UNLABELLED: Study Type--Therapy (case series). Level of Evidence 4. What's known on the subject? And what does the study add? Although nephron-sparing surgery (NSS) has became accepted therapy for T1 tumours, radical nephrectony is considered the best therapy for T3a tumours involving the renal vein. NSS can be considered in T3a or greater tumours if imperative indications exist, such as bilateral disease or solitary kidney. However, there is little published data on the characteristics of these patients, the impact of surgery on their renal function, and long-term oncologic outcomes. This study profiles single-institution experience with nephron-sparing surgery for known T3a tumours involving the renal vein, including patient characteristics, tumour characteristics, preoperative and follow-up imaging, preoperative and follow-up estimated glomerular filtration rate, length of temporary postoperative haemodialysis, and oncologic outcome. Additionally, we compare this to other published data on nephron-sparing surgery for similar tumors.

OBJECTIVE: • To present two patients with T3a tumours involving the renal vein who underwent nephron-sparing surgery (NSS) for imperative reasons.

PATIENTS AND METHODS: • Retrospective chart review of patients who underwent NSS for renal cell carcinoma (RCC) with known renal vein tumour thrombus (RVTT). • Both patients underwent open partial nephrectomy and renal vein thrombectomy of a solitary kidney. • Primary outcomes of the study include radiographic evidence of recurrence, haemodialysis requirement and estimated glomerular filtration rate (eGFR) before and after surgery.

RESULTS: • Patient 1 is 24 months from NSS and has no evidence of recurrence based on CT scan. His final pathology revealed a 9-cm, T3a, clear cell, Fuhrman grade II carcinoma. He spent 42 days on haemodialysis and is now off all dialysis.
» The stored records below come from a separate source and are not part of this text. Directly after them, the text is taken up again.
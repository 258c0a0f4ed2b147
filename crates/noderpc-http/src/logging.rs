//! Tracing / logging initialisation helpers.

use tracing_subscriber::{fmt, layer::SubscriberExt, util::SubscriberInitExt, EnvFilter};

use noderpc_core::config::ClientConfig;

/// Build the filter: `RUST_LOG` when set, else `level` applied to the
/// noderpc crates.
fn filter(level: &str) -> EnvFilter {
    EnvFilter::try_from_default_env().unwrap_or_else(|_| {
        EnvFilter::try_new(format!("warn,noderpc_core={level},noderpc_http={level}"))
            .unwrap_or_else(|_| EnvFilter::new("info"))
    })
}

/// Install a fmt subscriber at `level` ("trace" | "debug" | "info" | "warn" | "error").
///
/// Returns `false` if a global subscriber was already installed.
pub fn init_tracing(level: &str) -> bool {
    tracing_subscriber::registry()
        .with(filter(level))
        .with(fmt::layer())
        .try_init()
        .is_ok()
}

/// Install a subscriber at the client's configured `log_level`.
pub fn init_from_config(config: &ClientConfig) -> bool {
    init_tracing(&config.log_level)
}
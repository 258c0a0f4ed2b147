//! Concurrent fan-out of one method over many parameter sets.
//!
//! Each parameter set becomes an independent [`NodeClient::exec_with`] call
//! on its own task; a semaphore bounds how many run at once. Completions are
//! pushed onto a channel and handed to the caller as a [`Stream`], in
//! completion order.
//!
//! # Usage
//! ```rust,no_run
//! use std::sync::Arc;
//! use futures::StreamExt;
//! use noderpc_core::{CallOptions, ClientConfig};
//! use noderpc_http::NodeClient;
//! use serde_json::json;
//!
//! # async fn run() -> Result<(), noderpc_core::ClientError> {
//! let client = Arc::new(NodeClient::new(ClientConfig::new(["https://eos.example/v1/chain"]))?);
//! let params = (1..=3).map(|n| json!({ "block_num_or_id": n }));
//! let mut blocks = client.dispatch_all("get_block", params, CallOptions::default(), Some(2));
//! while let Some(done) = blocks.next().await {
//!     println!("#{}: {:?}", done.index, done.result?.into_value());
//! }
//! # Ok(())
//! # }
//! ```

use std::any::Any;
use std::num::NonZeroUsize;
use std::panic::AssertUnwindSafe;
use std::pin::Pin;
use std::sync::Arc;
use std::task::{Context, Poll};

use futures::{FutureExt, Stream};
use serde_json::Value;
use tokio::sync::{mpsc, Semaphore};

use noderpc_core::error::ClientError;
use noderpc_core::request::{ensure_list, CallOptions, RequestBody, RpcReply};

use crate::client::NodeClient;

/// Upper bound for the default worker count.
const MAX_DEFAULT_WORKERS: usize = 32;

/// `min(32, cpus + 4)`.
pub fn default_workers() -> usize {
    std::thread::available_parallelism()
        .map(NonZeroUsize::get)
        .unwrap_or(1)
        .saturating_add(4)
        .min(MAX_DEFAULT_WORKERS)
}

/// The result of one dispatched call.
#[derive(Debug)]
pub struct Completion {
    /// Position of the parameter set in the input.
    pub index: usize,
    pub result: Result<RpcReply, ClientError>,
}

/// One-shot stream of completions; yields exactly one per parameter set.
///
/// Dropping it does not cancel calls already in flight.
#[derive(Debug)]
pub struct DispatchStream {
    rx: mpsc::UnboundedReceiver<Completion>,
    remaining: usize,
}

impl Stream for DispatchStream {
    type Item = Completion;

    fn poll_next(self: Pin<&mut Self>, cx: &mut Context<'_>) -> Poll<Option<Completion>> {
        let this = self.get_mut();
        let polled = this.rx.poll_recv(cx);
        if let Poll::Ready(Some(_)) = polled {
            this.remaining = this.remaining.saturating_sub(1);
        }
        polled
    }

    fn size_hint(&self) -> (usize, Option<usize>) {
        (self.remaining, Some(self.remaining))
    }
}

impl NodeClient {
    /// Run `method` once per element of `params`, at most `max_workers` at a
    /// time (else the configured `max_workers`, else [`default_workers`]).
    ///
    /// A scalar element is treated as a one-element argument list, so `"x"`
    /// and `["x"]` produce the same call. Must be called within a Tokio
    /// runtime.
    pub fn dispatch_all<I>(
        self: &Arc<Self>,
        method: &str,
        params: I,
        options: CallOptions,
        max_workers: Option<usize>,
    ) -> DispatchStream
    where
        I: IntoIterator<Item = Value>,
    {
        let workers = max_workers
            .or(self.config().max_workers)
            .unwrap_or_else(default_workers)
            .max(1);
        let permits = Arc::new(Semaphore::new(workers));
        let (tx, rx) = mpsc::unbounded_channel();

        let mut total = 0;
        for (index, param) in params.into_iter().enumerate() {
            total += 1;
            let body = RequestBody::from_args(ensure_list(param));
            let client = Arc::clone(self);
            let permits = Arc::clone(&permits);
            let tx = tx.clone();
            let method = method.to_string();
            let options = options.clone();

            tokio::spawn(async move {
                let result = match permits.acquire_owned().await {
                    Ok(_permit) => AssertUnwindSafe(client.exec_with(&method, body, options))
                        .catch_unwind()
                        .await
                        .unwrap_or_else(|panic| Err(ClientError::Worker(panic_message(panic)))),
                    Err(e) => Err(ClientError::Worker(e.to_string())),
                };
                // Receiver gone: the caller stopped listening, drop the result.
                let _ = tx.send(Completion { index, result });
            });
        }

        tracing::debug!(method, total, workers, "dispatched");
        DispatchStream {
            rx,
            remaining: total,
        }
    }
}

fn panic_message(panic: Box<dyn Any + Send>) -> String {
    panic
        .downcast_ref::<&str>()
        .map(|s| s.to_string())
        .or_else(|| panic.downcast_ref::<String>().cloned())
        .unwrap_or_else(|| "call panicked".to_string())
}

#[cfg(test)]
mod tests {
    use super::*;
    use std::collections::BTreeSet;
    use std::sync::atomic::{AtomicUsize, Ordering};
    use std::sync::Mutex;
    use std::time::Duration;

    use async_trait::async_trait;
    use futures::StreamExt;
    use noderpc_core::config::ClientConfig;
    use noderpc_core::error::TransportError;
    use noderpc_core::request::RpcOutcome;
    use noderpc_core::transport::{HttpTransport, RawResponse};
    use reqwest::Url;
    use serde_json::json;

    /// Echoes the request body back as the result, after a short delay.
    #[derive(Default)]
    struct EchoTransport {
        in_flight: AtomicUsize,
        peak: AtomicUsize,
        bodies: Mutex<Vec<String>>,
    }

    #[async_trait]
    impl HttpTransport for EchoTransport {
        async fn post(&self, _url: &Url, body: &RequestBody) -> Result<RawResponse, TransportError> {
            self.bodies.lock().unwrap().push(body.to_string());
            let now = self.in_flight.fetch_add(1, Ordering::SeqCst) + 1;
            self.peak.fetch_max(now, Ordering::SeqCst);
            tokio::time::sleep(Duration::from_millis(20)).await;
            self.in_flight.fetch_sub(1, Ordering::SeqCst);

            match body.as_str() {
                "boom" => Err(TransportError::Request("boom".into())),
                "panic" => panic!("transport exploded"),
                other => Ok(RawResponse::new(200, json!({ "result": other }).to_string())),
            }
        }
    }

    fn client() -> (Arc<NodeClient>, Arc<EchoTransport>) {
        let transport = Arc::new(EchoTransport::default());
        let config = ClientConfig::new(["https://a.example/v1/chain", "https://b.example/v1/chain"]);
        let client = NodeClient::with_transport(config, transport.clone()).unwrap();
        (Arc::new(client), transport)
    }

    #[tokio::test]
    async fn yields_one_completion_per_param() {
        let (client, _transport) = client();
        let params: Vec<Value> = (0..8).map(|n| json!(n.to_string())).collect();

        let stream = client.dispatch_all("get_block", params, CallOptions::default(), Some(3));
        assert_eq!(stream.size_hint(), (8, Some(8)));
        let done: Vec<Completion> = stream.collect().await;

        assert_eq!(done.len(), 8);
        let indices: BTreeSet<usize> = done.iter().map(|c| c.index).collect();
        assert_eq!(indices, (0..8).collect());
        for c in done {
            let reply = c.result.unwrap();
            assert_eq!(reply.outcome, RpcOutcome::Result(json!(c.index.to_string())));
        }
    }

    #[tokio::test]
    async fn worker_count_is_bounded() {
        let (client, transport) = client();
        let params: Vec<Value> = (0..6).map(|n| json!(n.to_string())).collect();

        let done: Vec<Completion> = client
            .dispatch_all("get_block", params, CallOptions::default(), Some(2))
            .collect()
            .await;

        assert_eq!(done.len(), 6);
        assert!(transport.peak.load(Ordering::SeqCst) <= 2);
    }

    #[tokio::test]
    async fn scalar_and_list_params_are_equivalent() {
        let (client, transport) = client();
        let params = vec![json!("x"), json!(["x"]), json!({"block_num_or_id": 5})];

        let done: Vec<Completion> = client
            .dispatch_all("get_block", params, CallOptions::default(), None)
            .collect()
            .await;

        assert_eq!(done.len(), 3);
        let mut bodies = transport.bodies.lock().unwrap().clone();
        bodies.sort();
        assert_eq!(bodies, ["x", "x", r#"{"block_num_or_id":5}"#]);
    }

    #[tokio::test]
    async fn failure_stays_with_its_element() {
        let (client, _transport) = client();
        let params = vec![json!("a"), json!("boom"), json!("panic"), json!("b")];

        let mut done: Vec<Completion> = client
            .dispatch_all("get_block", params, CallOptions::default(), Some(4))
            .collect()
            .await;
        done.sort_by_key(|c| c.index);

        assert!(done[0].result.is_ok());
        assert!(matches!(done[1].result, Err(ClientError::Transport(_))));
        assert!(matches!(done[2].result, Err(ClientError::Worker(ref msg)) if msg == "transport exploded"));
        assert!(done[3].result.is_ok());
    }

    #[tokio::test]
    async fn empty_params_end_immediately() {
        let (client, _transport) = client();
        let done: Vec<Completion> = client
            .dispatch_all("get_block", Vec::new(), CallOptions::default(), None)
            .collect()
            .await;
        assert!(done.is_empty());
    }

    #[test]
    fn default_workers_is_capped() {
        let n = default_workers();
        assert!((5..=MAX_DEFAULT_WORKERS).contains(&n));
    }
}
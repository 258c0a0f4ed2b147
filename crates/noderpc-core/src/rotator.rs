//! Cyclic node rotation over an immutable node set.

use std::sync::atomic::{AtomicUsize, Ordering};
use std::sync::{Arc, PoisonError, RwLock};

use url::Url;

use crate::error::{ClientError, TransportError};

/// One node endpoint.
#[derive(Debug, Clone, PartialEq, Eq)]
pub struct Node {
    url: Url,
}

impl Node {
    /// Parse a node base URL.
    pub fn parse(url: &str) -> Result<Self, ClientError> {
        let url = Url::parse(url).map_err(|e| ClientError::Config(format!("{url}: {e}")))?;
        if url.cannot_be_a_base() {
            return Err(ClientError::Config(format!("{url}: not a base URL")));
        }
        Ok(Self { url })
    }

    pub fn url(&self) -> &Url {
        &self.url
    }

    pub fn hostname(&self) -> Option<&str> {
        self.url.host_str()
    }

    /// URL to POST `method` to: the method is appended as path segments.
    pub fn endpoint(&self, method: &str) -> Result<Url, TransportError> {
        let mut url = self.url.clone();
        url.path_segments_mut()
            .map_err(|_| TransportError::InvalidUrl(self.url.to_string()))?
            .pop_if_empty()
            .extend(method.split('/').filter(|s| !s.is_empty()));
        Ok(url)
    }
}

/// Holds the node set as an infinite cycle plus the single current node.
///
/// The cursor is advanced atomically, but advancing and publishing the new
/// current node are two steps: concurrent advances may publish out of order.
/// Every published node is still a member of the set.
#[derive(Debug)]
pub struct NodeRotator {
    nodes: Vec<Arc<Node>>,
    cursor: AtomicUsize,
    current: RwLock<Arc<Node>>,
}

impl NodeRotator {
    /// Build a rotator; the first node becomes current.
    pub fn new<I, S>(urls: I) -> Result<Self, ClientError>
    where
        I: IntoIterator<Item = S>,
        S: AsRef<str>,
    {
        let nodes = urls
            .into_iter()
            .map(|u| Node::parse(u.as_ref()).map(Arc::new))
            .collect::<Result<Vec<_>, _>>()?;
        let first = nodes
            .first()
            .cloned()
            .ok_or_else(|| ClientError::Config("node list is empty".into()))?;
        Ok(Self {
            nodes,
            cursor: AtomicUsize::new(1),
            current: RwLock::new(first),
        })
    }

    /// Switch to the next node in the cycle.
    pub fn advance(&self) {
        let idx = self.cursor.fetch_add(1, Ordering::Relaxed) % self.nodes.len();
        self.publish(self.nodes[idx].clone());
    }

    /// Make `url` the current node. The cycle position is not changed.
    pub fn set_current(&self, url: &str) -> Result<(), ClientError> {
        let node = Node::parse(url)?;
        self.publish(Arc::new(node));
        Ok(())
    }

    pub fn current(&self) -> Arc<Node> {
        self.current
            .read()
            .unwrap_or_else(PoisonError::into_inner)
            .clone()
    }

    pub fn current_hostname(&self) -> Option<String> {
        self.current().hostname().map(str::to_string)
    }

    pub fn nodes(&self) -> impl Iterator<Item = &Node> {
        self.nodes.iter().map(|n| &**n)
    }

    pub fn len(&self) -> usize {
        self.nodes.len()
    }

    /// Always `false`: construction rejects an empty node set.
    pub fn is_empty(&self) -> bool {
        self.nodes.is_empty()
    }

    fn publish(&self, node: Arc<Node>) {
        *self.current.write().unwrap_or_else(PoisonError::into_inner) = node;
    }
}
//! Request and reply types.

use serde::Serialize;
use serde_json::Value;

/// A request body, already serialized to its wire form.
///
/// Node APIs in the EOS family take a JSON object (or nothing) as the POST
/// body, and callers frequently hold it pre-serialized, so strings are used
/// verbatim rather than re-encoded.
#[derive(Debug, Clone, Default, PartialEq, Eq)]
pub struct RequestBody(String);

impl RequestBody {
    /// An empty body.
    pub fn empty() -> Self {
        Self(String::new())
    }

    /// Serialize any value into a JSON body.
    pub fn json<T: Serialize + ?Sized>(value: &T) -> Result<Self, serde_json::Error> {
        serde_json::to_string(value).map(Self)
    }

    /// Build a body from a normalized argument list.
    ///
    /// One argument becomes the body itself, several become a JSON array,
    /// none becomes an empty body.
    pub fn from_args(mut args: Vec<Value>) -> Self {
        match args.len() {
            0 => Self::empty(),
            1 => Self::from(args.remove(0)),
            _ => Self(Value::Array(args).to_string()),
        }
    }

    pub fn as_str(&self) -> &str {
        &self.0
    }

    pub fn is_empty(&self) -> bool {
        self.0.is_empty()
    }

    pub fn into_string(self) -> String {
        self.0
    }
}

impl From<&str> for RequestBody {
    fn from(s: &str) -> Self {
        Self(s.to_string())
    }
}

impl From<String> for RequestBody {
    fn from(s: String) -> Self {
        Self(s)
    }
}

impl From<Value> for RequestBody {
    fn from(value: Value) -> Self {
        match value {
            Value::String(s) => Self(s),
            Value::Null => Self::empty(),
            other => Self(other.to_string()),
        }
    }
}

impl std::fmt::Display for RequestBody {
    fn fmt(&self, f: &mut std::fmt::Formatter<'_>) -> std::fmt::Result {
        f.write_str(&self.0)
    }
}

/// Wrap a scalar parameter into a one-element argument list; arrays pass
/// through unchanged.
pub fn ensure_list(param: Value) -> Vec<Value> {
    match param {
        Value::Array(items) => items,
        scalar => vec![scalar],
    }
}

/// Whether a call may be replayed against another node after a transient
/// failure.
#[derive(Debug, Clone, Copy, PartialEq, Eq, Default)]
pub enum Failover {
    /// Rotate to the next node and retry.
    #[default]
    Enabled,
    /// Surface the transient error as-is. Use for broadcasts and other
    /// writes, where a replay could duplicate the effect.
    Disabled,
}

/// Per-call options.
#[derive(Debug, Clone, Default)]
pub struct CallOptions {
    /// Target API namespace, e.g. `"chain_api"` or `"network_broadcast_api"`.
    pub api: Option<String>,
    /// Overrides the client's `return_with_args` default for this call.
    pub return_with_args: Option<bool>,
    pub failover: Failover,
}

impl CallOptions {
    pub fn api(api: impl Into<String>) -> Self {
        Self {
            api: Some(api.into()),
            ..Default::default()
        }
    }

    /// Options for a call that must never be replayed on another node.
    pub fn no_failover() -> Self {
        Self {
            failover: Failover::Disabled,
            ..Default::default()
        }
    }

    pub fn with_args(mut self, return_with_args: bool) -> Self {
        self.return_with_args = Some(return_with_args);
        self
    }
}

/// The decoded outcome of one call.
#[derive(Debug, Clone, PartialEq)]
pub enum RpcOutcome {
    /// The `result` field of a success envelope.
    Result(Value),
    /// The raw `error` object, returned only when re-raise is disabled.
    Error(Value),
    /// No usable payload (no `result` field, or an unparsable body).
    Empty,
}

/// A normalized reply, optionally paired with the request body that
/// produced it.
#[derive(Debug, Clone, PartialEq)]
pub struct RpcReply {
    pub outcome: RpcOutcome,
    pub args: Option<RequestBody>,
}

impl RpcReply {
    pub fn new(outcome: RpcOutcome) -> Self {
        Self { outcome, args: None }
    }

    /// The payload, whichever kind it is.
    pub fn value(&self) -> Option<&Value> {
        match &self.outcome {
            RpcOutcome::Result(v) | RpcOutcome::Error(v) => Some(v),
            RpcOutcome::Empty => None,
        }
    }

    pub fn into_value(self) -> Option<Value> {
        match self.outcome {
            RpcOutcome::Result(v) | RpcOutcome::Error(v) => Some(v),
            RpcOutcome::Empty => None,
        }
    }

    pub fn is_error(&self) -> bool {
        matches!(self.outcome, RpcOutcome::Error(_))
    }
}

#[cfg(test)]
mod tests {
    use super::*;
    use serde_json::json;

    #[test]
    fn string_values_are_used_verbatim() {
        let body = RequestBody::from(json!(r#"{"block_num_or_id":5}"#));
        assert_eq!(body.as_str(), r#"{"block_num_or_id":5}"#);
    }

    #[test]
    fn object_values_are_encoded() {
        let body = RequestBody::from(json!({"account_name": "eosio"}));
        assert_eq!(body.as_str(), r#"{"account_name":"eosio"}"#);
    }

    #[test]
    fn scalar_is_wrapped() {
        assert_eq!(ensure_list(json!("x")), vec![json!("x")]);
        assert_eq!(ensure_list(json!(["x"])), vec![json!("x")]);
        assert_eq!(ensure_list(json!(7)), vec![json!(7)]);
    }

    #[test]
    fn scalar_and_singleton_list_build_the_same_body() {
        let a = RequestBody::from_args(ensure_list(json!("x")));
        let b = RequestBody::from_args(ensure_list(json!(["x"])));
        assert_eq!(a, b);
        assert_eq!(a.as_str(), "x");
    }

    #[test]
    fn multiple_args_become_array() {
        let body = RequestBody::from_args(vec![json!(1), json!("a")]);
        assert_eq!(body.as_str(), r#"[1,"a"]"#);
        assert!(RequestBody::from_args(vec![]).is_empty());
    }

    #[test]
    fn reply_value_accessors() {
        let ok = RpcReply::new(RpcOutcome::Result(json!(42)));
        assert_eq!(ok.value(), Some(&json!(42)));
        assert!(!ok.is_error());

        let err = RpcReply::new(RpcOutcome::Error(json!({"message": "m"})));
        assert!(err.is_error());
        assert_eq!(RpcReply::new(RpcOutcome::Empty).into_value(), None);
    }

    #[test]
    fn no_failover_options() {
        let opts = CallOptions::no_failover().with_args(true);
        assert_eq!(opts.failover, Failover::Disabled);
        assert_eq!(opts.return_with_args, Some(true));
        assert_eq!(CallOptions::api("chain_api").failover, Failover::Enabled);
    }
}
His preoperative and most recent eGFR are 48 and 23 mL/min/1.73 m(2) based on the Modification of Diet in Renal Disease (MDRD) equation and 69.4 and 29.8 mL/min by the Cockcroft-Gault equation. • Patient 2 is 9 months from NSS and has no evidence of recurrence based on CT scan. Her final pathology revealed a 6-cm, T3a, clear cell, Fuhrman grade II-III carcinoma. She spent 30 days on haemodialysis and is now off all dialysis. Her preoperative and most recent eGFR are 58 and 30 mL/min/1.73 m(2) based on the MDRD equation and 62.2 and 32.8 mL/min by the Cockcroft-Gault equation.

CONCLUSION: • Based on our review, preservation of renal function and favourable oncological outcome can be accomplished with NSS in patients with known stage T3a RCC with RVTT and should be considered in carefully selected patients.